— Task goal —
Search the records below for the word "WebhookNotifier", then return every line where it appears.

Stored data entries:
============

use std::time::Duration;

use serde::Deserialize;

#[derive(Debug, Clone, Deserialize)]
pub struct SessionConfig {
    pub ttl_minutes: i64,
    pub cookie_secure: bool,
}

#[derive(Debug, Clone, Deserialize)]
pub struct VerificationConfig {
    pub ttl_minutes: i64,
    pub public_base_url: String,
}

#[derive(Clone, Deserialize)]
pub struct GoogleConfig {
    pub client_id: String,
    pub client_secret: String,
    pub callback_url: String,
}

impl std::fmt::Debug for GoogleConfig {
    fn fmt(&self, f: &mut std::fmt::Formatter<'_>) -> std::fmt::Result {
        f.debug_struct("GoogleConfig")
            .field("client_id", &self.client_id)
            .field("callback_url", &self.callback_url)
            .finish_non_exhaustive()
    }
}

#[derive(Debug, Clone, Deserialize)]
pub struct AppConfig {
    pub database_url: Option<String>,
    pub session: SessionConfig,
    pub verification: VerificationConfig,
    pub google: Option<GoogleConfig>,
    pub notify_webhook_url: Option<String>,
    /// Dev only: log undelivered email bodies, verification links included.
    pub notify_log_links: bool,
    pub store_timeout_ms: u64,
    pub notify_timeout_ms: u64,
}

fn env_or<T: std::str::FromStr>(key: &str, default: T) -> T {
    std::env::var(key)
        .ok()
        .and_then(|v| v.parse::<T>().ok())
        .unwrap_or(default)
}

fn env_opt(key: &str) -> Option<String> {
    std::env::var(key).ok().filter(|v| !v.trim().is_empty())
}

impl AppConfig {
    pub fn from_env() -> anyhow::Result<Self> {
        let session = SessionConfig {
            ttl_minutes: env_or("SESSION_TTL_MINUTES", 60 * 24),
            cookie_secure: env_or("SESSION_COOKIE_SECURE", false),
        };
        let verification = VerificationConfig {
            ttl_minutes: env_or("VERIFICATION_TTL_MINUTES", 60),
            public_base_url: std::env::var("PUBLIC_BASE_URL")
                .unwrap_or_else(|_| "http://localhost:3000".into()),
        };
        let google = match (
            env_opt("GOOGLE_CLIENT_ID"),
            env_opt("GOOGLE_CLIENT_SECRET"),
            env_opt("GOOGLE_CALLBACK_URL"),
        ) {
            (Some(client_id), Some(client_secret), Some(callback_url)) => Some(GoogleConfig {
                client_id,
                client_secret,
                callback_url,
            }),
            (None, None, None) => None,
            _ => anyhow::bail!(
                "GOOGLE_CLIENT_ID, GOOGLE_CLIENT_SECRET and GOOGLE_CALLBACK_URL must be set together"
            ),
        };
        Ok(Self {
            database_url: env_opt("DATABASE_URL"),
            session,
            verification,
            google,
            notify_webhook_url: env_opt("NOTIFY_WEBHOOK_URL"),
            notify_log_links: env_or("NOTIFY_LOG_LINKS", false),
            store_timeout_ms: env_or("STORE_TIMEOUT_MS", 5_000),
            notify_timeout_ms: env_or("NOTIFY_TIMEOUT_MS", 10_000),
        })
    }

    pub fn store_timeout(&self) -> Duration {
        Duration::from_millis(self.store_timeout_ms)
    }

    pub fn notify_timeout(&self) -> Duration {
        Duration::from_millis(self.notify_timeout_ms)
    }
}
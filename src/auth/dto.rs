use serde::{Deserialize, Serialize};
use uuid::Uuid;

use crate::model::User;

/// Request body for registration.
#[derive(Deserialize)]
pub struct RegisterRequest {
    pub username: String,
    #[serde(default)]
    pub name: Option<String>,
    pub password: String,
}

/// Request body for login.
#[derive(Deserialize)]
pub struct LoginRequest {
    pub username: String,
    pub password: String,
}

#[derive(Debug, Deserialize)]
pub struct ResendRequest {
    pub username: String,
}

#[derive(Debug, Deserialize)]
pub struct VerifyQuery {
    #[serde(default)]
    pub token: String,
}

/// Query string Google appends to the callback URL.
#[derive(Debug, Deserialize)]
pub struct CallbackQuery {
    pub code: Option<String>,
    pub state: Option<String>,
    pub error: Option<String>,
}

/// Public part of the user returned to the client.
#[derive(Debug, Serialize)]
pub struct PublicUser {
    pub id: Uuid,
    pub name: Option<String>,
    pub username: Option<String>,
    pub federated: bool,
    pub is_verified: bool,
}

impl From<&User> for PublicUser {
    fn from(u: &User) -> Self {
        Self {
            id: u.id,
            name: u.name.clone(),
            username: u.credentials.username().map(String::from),
            federated: u.credentials.federated_id().is_some(),
            is_verified: u.is_verified,
        }
    }
}

#[derive(Debug, Serialize)]
pub struct RegisterResponse {
    pub user: PublicUser,
    pub verification: &'static str,
}
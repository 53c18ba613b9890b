use std::sync::Arc;

use anyhow::Context;
use sqlx::postgres::PgPoolOptions;
use tracing::{info, warn};

use crate::{
    auth::{
        FederatedAuthenticator, GoogleProvider, IdentityProvider, LocalAuthenticator,
        SessionManager, VerificationManager,
    },
    config::AppConfig,
    lists::ListService,
    notify::{LogNotifier, Notifier, WebhookNotifier},
    store::{
        MemorySessionStore, MemoryUserStore, PgSessionStore, PgUserStore, SessionStore, UserStore,
    },
};

#[derive(Clone)]
pub struct AppState {
    pub sessions: SessionManager,
    pub local: LocalAuthenticator,
    pub verification: VerificationManager,
    pub federated: FederatedAuthenticator,
    pub provider: Option<Arc<dyn IdentityProvider>>,
    pub lists: ListService,
}

impl AppState {
    pub async fn init() -> anyhow::Result<Self> {
        let config = Arc::new(AppConfig::from_env()?);

        let (users, sessions): (Arc<dyn UserStore>, Arc<dyn SessionStore>) =
            match &config.database_url {
                Some(url) => {
                    let db = PgPoolOptions::new()
                        .max_connections(10)
                        .acquire_timeout(config.store_timeout())
                        .connect(url)
                        .await
                        .context("connect to database")?;
                    sqlx::migrate!("./migrations")
                        .run(&db)
                        .await
                        .context("run migrations")?;
                    (
                        Arc::new(PgUserStore::new(db.clone())) as Arc<dyn UserStore>,
                        Arc::new(PgSessionStore::new(db)) as Arc<dyn SessionStore>,
                    )
                }
                None => {
                    warn!("DATABASE_URL not set; accounts and lists live in memory only");
                    (
                        Arc::new(MemoryUserStore::new()) as Arc<dyn UserStore>,
                        Arc::new(MemorySessionStore::new()) as Arc<dyn SessionStore>,
                    )
                }
            };

        let notifier: Arc<dyn Notifier> = match &config.notify_webhook_url {
            Some(url) => Arc::new(WebhookNotifier::new(url.clone())),
            None => {
                info!("NOTIFY_WEBHOOK_URL not set; verification emails are only logged");
                Arc::new(LogNotifier::new(config.notify_log_links))
            }
        };

        let provider = match &config.google {
            Some(google) => Some(Arc::new(GoogleProvider::new(
                google.clone(),
                config.notify_timeout(),
            )?) as Arc<dyn IdentityProvider>),
            None => {
                info!("google sign-in disabled");
                None
            }
        };

        Self::from_parts(config, users, sessions, notifier, provider)
    }

    pub fn from_parts(
        config: Arc<AppConfig>,
        users: Arc<dyn UserStore>,
        sessions: Arc<dyn SessionStore>,
        notifier: Arc<dyn Notifier>,
        provider: Option<Arc<dyn IdentityProvider>>,
    ) -> anyhow::Result<Self> {
        let store_timeout = config.store_timeout();
        let sessions =
            SessionManager::new(sessions, users.clone(), &config.session, store_timeout);
        let verification = VerificationManager::new(
            users.clone(),
            notifier,
            &config.verification,
            store_timeout,
            config.notify_timeout(),
        )?;
        let local = LocalAuthenticator::new(
            users.clone(),
            verification.clone(),
            sessions.clone(),
            store_timeout,
        );
        Ok(Self {
            federated: FederatedAuthenticator::new(users.clone(), store_timeout),
            lists: ListService::new(users, store_timeout),
            local,
            verification,
            sessions,
            provider,
        })
    }

    #[cfg(test)]
    pub fn fake(notifier: Arc<dyn Notifier>, provider: Option<Arc<dyn IdentityProvider>>) -> Self {
        Self::fake_over(Arc::new(MemoryUserStore::new()), notifier, provider, 1_000)
    }

    #[cfg(test)]
    pub fn fake_over(
        users: Arc<dyn UserStore>,
        notifier: Arc<dyn Notifier>,
        provider: Option<Arc<dyn IdentityProvider>>,
        store_timeout_ms: u64,
    ) -> Self {
        use crate::config::{SessionConfig, VerificationConfig};

        let config = Arc::new(AppConfig {
            database_url: None,
            session: SessionConfig {
                ttl_minutes: 60,
                cookie_secure: false,
            },
            verification: VerificationConfig {
                ttl_minutes: 60,
                public_base_url: "http://localhost:3000".into(),
            },
            google: None,
            notify_webhook_url: None,
            notify_log_links: false,
            store_timeout_ms,
            notify_timeout_ms: 1_000,
        });
        Self::from_parts(
            config,
            users,
            Arc::new(MemorySessionStore::new()),
            notifier,
            provider,
        )
        .expect("fake state")
    }
}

============

— Solution to this exercise —
    notify::{LogNotifier, Notifier, WebhookNotifier},
            Some(url) => Arc::new(WebhookNotifier::new(url.clone())),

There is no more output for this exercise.